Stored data
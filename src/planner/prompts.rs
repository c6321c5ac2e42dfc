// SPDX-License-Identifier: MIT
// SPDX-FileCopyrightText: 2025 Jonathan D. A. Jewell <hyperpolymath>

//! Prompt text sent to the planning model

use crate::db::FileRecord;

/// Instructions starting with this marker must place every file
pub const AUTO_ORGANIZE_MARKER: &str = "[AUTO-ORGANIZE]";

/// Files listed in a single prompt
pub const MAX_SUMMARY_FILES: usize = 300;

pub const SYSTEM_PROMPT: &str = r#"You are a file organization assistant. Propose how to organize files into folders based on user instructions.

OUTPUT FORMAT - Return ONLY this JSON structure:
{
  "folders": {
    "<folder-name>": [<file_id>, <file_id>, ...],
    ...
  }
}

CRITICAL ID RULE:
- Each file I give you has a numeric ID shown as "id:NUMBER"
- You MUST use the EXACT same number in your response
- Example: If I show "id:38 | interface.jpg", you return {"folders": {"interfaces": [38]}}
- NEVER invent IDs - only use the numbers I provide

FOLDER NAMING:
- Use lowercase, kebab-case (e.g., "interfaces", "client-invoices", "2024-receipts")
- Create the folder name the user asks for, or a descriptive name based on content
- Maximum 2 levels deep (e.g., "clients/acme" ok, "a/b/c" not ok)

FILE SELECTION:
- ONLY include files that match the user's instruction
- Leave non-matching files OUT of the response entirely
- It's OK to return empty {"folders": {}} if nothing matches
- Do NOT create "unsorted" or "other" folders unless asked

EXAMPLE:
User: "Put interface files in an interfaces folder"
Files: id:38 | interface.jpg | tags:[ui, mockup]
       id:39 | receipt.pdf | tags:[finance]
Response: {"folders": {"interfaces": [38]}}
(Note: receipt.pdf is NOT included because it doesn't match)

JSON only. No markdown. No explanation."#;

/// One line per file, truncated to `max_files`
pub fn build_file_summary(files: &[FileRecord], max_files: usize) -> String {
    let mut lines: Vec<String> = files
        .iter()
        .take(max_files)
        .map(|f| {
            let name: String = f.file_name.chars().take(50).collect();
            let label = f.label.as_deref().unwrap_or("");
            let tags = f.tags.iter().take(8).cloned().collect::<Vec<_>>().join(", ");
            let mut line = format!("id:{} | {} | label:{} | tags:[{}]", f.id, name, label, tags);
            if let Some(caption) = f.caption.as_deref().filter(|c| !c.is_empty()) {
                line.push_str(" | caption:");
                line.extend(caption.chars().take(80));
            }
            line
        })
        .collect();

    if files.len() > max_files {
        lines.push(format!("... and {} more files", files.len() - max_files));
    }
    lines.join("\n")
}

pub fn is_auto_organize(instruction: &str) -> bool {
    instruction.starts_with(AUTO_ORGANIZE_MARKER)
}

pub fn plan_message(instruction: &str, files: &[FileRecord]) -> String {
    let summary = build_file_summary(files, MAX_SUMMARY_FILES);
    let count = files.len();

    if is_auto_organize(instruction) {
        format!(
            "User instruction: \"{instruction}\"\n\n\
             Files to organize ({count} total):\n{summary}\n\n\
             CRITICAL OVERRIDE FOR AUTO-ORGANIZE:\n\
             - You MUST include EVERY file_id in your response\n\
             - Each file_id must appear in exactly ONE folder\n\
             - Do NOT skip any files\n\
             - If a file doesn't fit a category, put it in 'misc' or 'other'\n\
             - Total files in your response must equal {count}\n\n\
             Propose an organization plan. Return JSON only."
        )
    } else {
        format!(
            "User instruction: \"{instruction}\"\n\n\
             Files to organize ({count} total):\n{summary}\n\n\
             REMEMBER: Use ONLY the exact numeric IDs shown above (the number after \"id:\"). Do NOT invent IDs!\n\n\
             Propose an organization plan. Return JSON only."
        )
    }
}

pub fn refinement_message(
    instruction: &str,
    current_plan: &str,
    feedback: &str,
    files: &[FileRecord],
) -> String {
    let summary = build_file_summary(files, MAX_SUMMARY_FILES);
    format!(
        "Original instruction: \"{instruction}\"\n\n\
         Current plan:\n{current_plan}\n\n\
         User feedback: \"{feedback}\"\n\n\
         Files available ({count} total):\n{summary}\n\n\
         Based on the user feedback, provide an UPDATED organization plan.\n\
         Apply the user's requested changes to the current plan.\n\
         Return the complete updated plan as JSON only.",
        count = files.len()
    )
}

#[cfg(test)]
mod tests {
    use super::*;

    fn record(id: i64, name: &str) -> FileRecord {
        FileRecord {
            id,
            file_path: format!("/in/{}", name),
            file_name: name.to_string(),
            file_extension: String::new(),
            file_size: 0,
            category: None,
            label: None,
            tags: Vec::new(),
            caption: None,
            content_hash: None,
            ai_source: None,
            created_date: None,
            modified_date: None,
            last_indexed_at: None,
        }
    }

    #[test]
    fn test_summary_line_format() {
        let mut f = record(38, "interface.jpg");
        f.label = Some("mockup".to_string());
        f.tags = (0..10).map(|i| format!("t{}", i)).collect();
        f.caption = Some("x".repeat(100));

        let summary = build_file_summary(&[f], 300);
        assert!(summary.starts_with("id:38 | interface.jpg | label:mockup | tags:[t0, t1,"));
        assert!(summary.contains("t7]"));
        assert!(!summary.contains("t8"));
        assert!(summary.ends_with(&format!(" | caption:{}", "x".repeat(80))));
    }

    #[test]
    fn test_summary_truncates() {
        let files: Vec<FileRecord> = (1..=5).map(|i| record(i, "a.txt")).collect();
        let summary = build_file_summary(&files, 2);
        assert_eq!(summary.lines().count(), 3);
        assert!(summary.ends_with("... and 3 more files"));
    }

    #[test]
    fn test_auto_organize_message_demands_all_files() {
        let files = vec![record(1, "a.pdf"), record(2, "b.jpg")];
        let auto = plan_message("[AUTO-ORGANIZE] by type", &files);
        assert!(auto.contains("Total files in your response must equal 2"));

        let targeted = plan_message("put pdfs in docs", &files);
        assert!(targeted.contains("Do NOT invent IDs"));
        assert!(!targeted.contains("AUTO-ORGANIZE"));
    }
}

◆ **Exercise instructions**: Retrieve all lines from the data that contain the string "numeric".

◆ **Result**:
- Each file I give you has a numeric ID shown as "id:NUMBER"
             REMEMBER: Use ONLY the exact numeric IDs shown above (the number after \"id:\"). Do NOT invent IDs!\n\n\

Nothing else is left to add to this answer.